- Born: Stirrat Andrew William Johnson-Marshall 19 February 1912 Ajmer, India
- Died: 16 December 1981 (aged 69) Bristol, United Kingdom
- Education: Queen Elizabeth School University of Liverpool
- Spouse: Joan Mary Brighouse ​(m. 1937)​
- Children: 3
- Relatives: Percy Johnson-Marshall (brother)

= Stirrat Johnson-Marshall =

British architect (1921 - 1981)

Sir Stirrat Andrew William Johnson-Marshall, CBE ARIBA FRIBA (19 February 1912 – 16 December 1981) was a British architect and one of the founders of RMJM along with Robert Matthew.

== Early life and studies==
Stirrat Johnson-Marshall was born in 1912 in Ajmer, India. He was the son of Felix William Norman Johnson-Marshall, a civil servant who worked abroad and his wife, Kate Jane Little. He was educated at the Queen Elizabeth School in Kirkby Lonsdale and from 1930-1935 he studied architecture at the University of Liverpool.

== Career ==
In 1934 he worked as an assistant at Mercalf & Metcalf and the following year he assisted the Borough of Willsden, Architect's Department. During the Second World War, he served with the Royal Engineers in Singapore. After the war he worked as Deputy County Architect in Hertfordshire County Council. In 1948, he became Chief Architect in the Ministry of Education.

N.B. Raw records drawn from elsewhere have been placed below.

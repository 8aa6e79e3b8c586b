use anyhow::{Context, Result};
use gcache_semver::Options;
use serde::Deserialize;
use std::path::{Path, PathBuf};

pub const CONFIG_FILE: &str = "gcache.toml";

/// The gcache configuration file structure (gcache.toml)
#[derive(Debug, Default, Deserialize)]
#[serde(default)]
pub struct GcacheConfig {
    /// Defaults for version parsing and matching
    pub semver: SemverConfig,

    /// Compression tool settings
    pub compression: CompressionConfig,
}

#[derive(Debug, Default, Deserialize)]
#[serde(default, rename_all = "kebab-case")]
pub struct SemverConfig {
    pub loose: bool,
    pub include_prerelease: bool,
}

/// Compression tool configuration
#[derive(Debug, Deserialize)]
#[serde(default, rename_all = "kebab-case")]
pub struct CompressionConfig {
    /// Program probed with `--version` and used by tar
    pub program: String,

    /// Oldest release that understands `--long`
    pub minimum_version: String,

    /// Extra arguments passed when compressing
    pub level_args: String,
}

impl Default for CompressionConfig {
    fn default() -> Self {
        Self {
            program: "zstd".to_string(),
            minimum_version: "1.3.2".to_string(),
            level_args: "-T0 --long=30".to_string(),
        }
    }
}

impl SemverConfig {
    /// Merge with command line flags; a flag can only switch an option on
    pub fn options(&self, loose: bool, include_prerelease: bool) -> Options {
        Options::new()
            .with_loose(self.loose || loose)
            .with_include_prerelease(self.include_prerelease || include_prerelease)
    }
}

impl GcacheConfig {
    /// Load configuration from gcache.toml, searching upward from the given directory
    pub fn load(start_dir: &Path) -> Result<Option<Self>> {
        let Some(config_path) = Self::find(start_dir) else {
            return Ok(None);
        };

        log::debug!("Reading {}", config_path.display());
        let content = std::fs::read_to_string(&config_path)
            .with_context(|| format!("Failed to read {}", config_path.display()))?;
        let config: GcacheConfig = toml::from_str(&content)
            .with_context(|| format!("Failed to parse {}", config_path.display()))?;
        Ok(Some(config))
    }

    /// Load configuration by searching upward from the current working directory
    pub fn load_from_cwd() -> Result<Option<Self>> {
        let cwd = std::env::current_dir()?;
        Self::load(&cwd)
    }

    fn find(start_dir: &Path) -> Option<PathBuf> {
        let mut current = start_dir.to_path_buf();

        loop {
            let config_path = current.join(CONFIG_FILE);
            if config_path.exists() {
                return Some(config_path);
            }

            if !current.pop() {
                return None;
            }
        }
    }
}

#[cfg(test)]
mod tests {
    use super::*;

    #[test]
    fn test_parse_empty_config() {
        let config: GcacheConfig = toml::from_str("").unwrap();
        assert!(!config.semver.loose);
        assert!(!config.semver.include_prerelease);
        assert_eq!(config.compression.program, "zstd");
        assert_eq!(config.compression.minimum_version, "1.3.2");
        assert_eq!(config.compression.level_args, "-T0 --long=30");
    }

    #[test]
    fn test_parse_semver_section() {
        let toml = r#"
[semver]
loose = true
include-prerelease = true
"#;
        let config: GcacheConfig = toml::from_str(toml).unwrap();
        assert!(config.semver.loose);
        assert!(config.semver.include_prerelease);
    }

    #[test]
    fn test_parse_compression_section() {
        let toml = r#"
[compression]
program = "/usr/local/bin/zstd"
minimum-version = "1.4.0"
"#;
        let config: GcacheConfig = toml::from_str(toml).unwrap();
        assert_eq!(config.compression.program, "/usr/local/bin/zstd");
        assert_eq!(config.compression.minimum_version, "1.4.0");
        assert_eq!(config.compression.level_args, "-T0 --long=30");
    }

    #[test]
    fn test_flags_switch_options_on() {
        let config = SemverConfig::default();
        assert_eq!(config.options(false, false), Options::default());
        assert!(config.options(true, false).loose);

        let config = SemverConfig {
            loose: true,
            include_prerelease: false,
        };
        let options = config.options(false, true);
        assert!(options.loose);
        assert!(options.include_prerelease);
    }

    #[test]
    fn test_load_searches_upward() {
        let dir = tempfile::tempdir().unwrap();
        std::fs::write(dir.path().join(CONFIG_FILE), "[semver]\nloose = true\n").unwrap();
        let nested = dir.path().join("a").join("b");
        std::fs::create_dir_all(&nested).unwrap();

        let config = GcacheConfig::load(&nested).unwrap().unwrap();
        assert!(config.semver.loose);
    }

    #[test]
    fn test_load_rejects_bad_toml() {
        let dir = tempfile::tempdir().unwrap();
        std::fs::write(dir.path().join(CONFIG_FILE), "[semver\n").unwrap();

        let err = GcacheConfig::load(dir.path()).unwrap_err();
        assert!(err.to_string().starts_with("Failed to parse"));
    }
}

In 1956, with fellow architect Robert Matthew, he established the firm of RMJM (Robert Matthew, Johnson Marshall) in Edinburgh and London. Johnson-Marshall managed the office in London. He retired from the firm in 1978 and moved to Gloucestershire.

He died on 16 December 1981 in his Bristol office.

== Personal life ==
In 1937, he married Joan Mary Brighouse, whom he had met at the University of Liverpool. They had three children. His younger brother Percy Johnson-Marshall was a British urban designer.

== Honours ==
In 1936, he was elected ARIBA, his proposers being Lionel Bailey Budden, Leonard Holcombe Bucknell and Gilbert Henry Lovegrove.

In 1954, he was awarded a CBE. In 1964, he was elected FRIBA, his proposers being Robert Matthew, Peter Arthur Newnham and Maurice William Lee. In 1971, he was knighted.